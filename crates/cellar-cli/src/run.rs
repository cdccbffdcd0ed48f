//! Run command implementation for the cellar CLI.
//!
//! Splits a file into snippets at `# %%` markers, submits them all at once and
//! prints each outcome in submission order.

use std::io::IsTerminal;
use std::path::Path;

use anyhow::Context;
use cellar_core::Outcome;

use crate::colors::{self, paint};
use crate::executor::{Backend, runtime_config};

/// Line prefix that starts a new snippet.
pub const SNIPPET_MARKER: &str = "# %%";

/// Split `source` into snippets, dropping ones that are blank.
pub fn split_snippets(source: &str) -> Vec<String> {
    let mut snippets = Vec::new();
    let mut current = String::new();
    for line in source.lines() {
        if line.trim_start().starts_with(SNIPPET_MARKER) {
            snippets.push(std::mem::take(&mut current));
            continue;
        }
        current.push_str(line);
        current.push('\n');
    }
    snippets.push(current);
    snippets.retain(|s| !s.trim().is_empty());
    snippets
}

/// Execute a snippet file.
pub async fn execute(path: &str, packages: Vec<String>, isolated: bool) -> anyhow::Result<()> {
    let source = std::fs::read_to_string(Path::new(path))
        .with_context(|| format!("failed to read {path}"))?;
    let snippets = split_snippets(&source);
    let config = runtime_config(packages)?;
    let color = std::io::stdout().is_terminal();

    let backend = Backend::start(&config, isolated)?;

    // Submit everything first; results still arrive in order.
    let mut pending = Vec::with_capacity(snippets.len());
    for snippet in snippets {
        pending.push(backend.gateway().submit(snippet).await?);
    }

    let total = pending.len();
    let mut failed = 0;
    for (index, result) in pending.into_iter().enumerate() {
        match result.outcome().await? {
            Outcome::Error(message) => {
                failed += 1;
                eprintln!(
                    "{}error{} in snippet {}: {}",
                    paint(colors::RED, color),
                    paint(colors::RESET, color),
                    index + 1,
                    message
                );
            }
            Outcome::Value(serde_json::Value::Null) => {}
            outcome => println!("{outcome}"),
        }
    }

    backend.finish().await?;

    if failed > 0 {
        anyhow::bail!("{failed} of {total} snippet(s) failed");
    }
    tracing::debug!("{} snippet(s) completed", total);
    Ok(())
}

WHAT TO WORK ON —
The entries above must be returned in full, exactly as shown.

SOLUTION TO THE EXERCISE —
filename crates/cellar-cli/src/run.rs
repository cdccbffdcd0ed48f
//! Run command implementation for the cellar CLI.
//!
//! Splits a file into snippets at `# %%` markers, submits them all at once and
//! prints each outcome in submission order.

use std::io::IsTerminal;
use std::path::Path;

use anyhow::Context;
use cellar_core::Outcome;

use crate::colors::{self, paint};
use crate::executor::{Backend, runtime_config};

/// Line prefix that starts a new snippet.
pub const SNIPPET_MARKER: &str = "# %%";

/// Split `source` into snippets, dropping ones that are blank.
pub fn split_snippets(source: &str) -> Vec<String> {
    let mut snippets = Vec::new();
    let mut current = String::new();
    for line in source.lines() {
        if line.trim_start().starts_with(SNIPPET_MARKER) {
            snippets.push(std::mem::take(&mut current));
            continue;
        }
        current.push_str(line);
        current.push('\n');
    }
    snippets.push(current);
    snippets.retain(|s| !s.trim().is_empty());
    snippets
}

/// Execute a snippet file.
pub async fn execute(path: &str, packages: Vec<String>, isolated: bool) -> anyhow::Result<()> {
    let source = std::fs::read_to_string(Path::new(path))
        .with_context(|| format!("failed to read {path}"))?;
    let snippets = split_snippets(&source);
    let config = runtime_config(packages)?;
    let color = std::io::stdout().is_terminal();

    let backend = Backend::start(&config, isolated)?;

    // Submit everything first; results still arrive in order.
    let mut pending = Vec::with_capacity(snippets.len());
    for snippet in snippets {
        pending.push(backend.gateway().submit(snippet).await?);
    }

    let total = pending.len();
    let mut failed = 0;
    for (index, result) in pending.into_iter().enumerate() {
        match result.outcome().await? {
            Outcome::Error(message) => {
                failed += 1;
                eprintln!(
                    "{}error{} in snippet {}: {}",
                    paint(colors::RED, color),
                    paint(colors::RESET, color),
                    index + 1,
                    message
                );
            }
            Outcome::Value(serde_json::Value::Null) => {}
            outcome => println!("{outcome}"),
        }
    }

    backend.finish().await?;

    if failed > 0 {
        anyhow::bail!("{failed} of {total} snippet(s) failed");
    }
    tracing::debug!("{} snippet(s) completed", total);
    Ok(())
}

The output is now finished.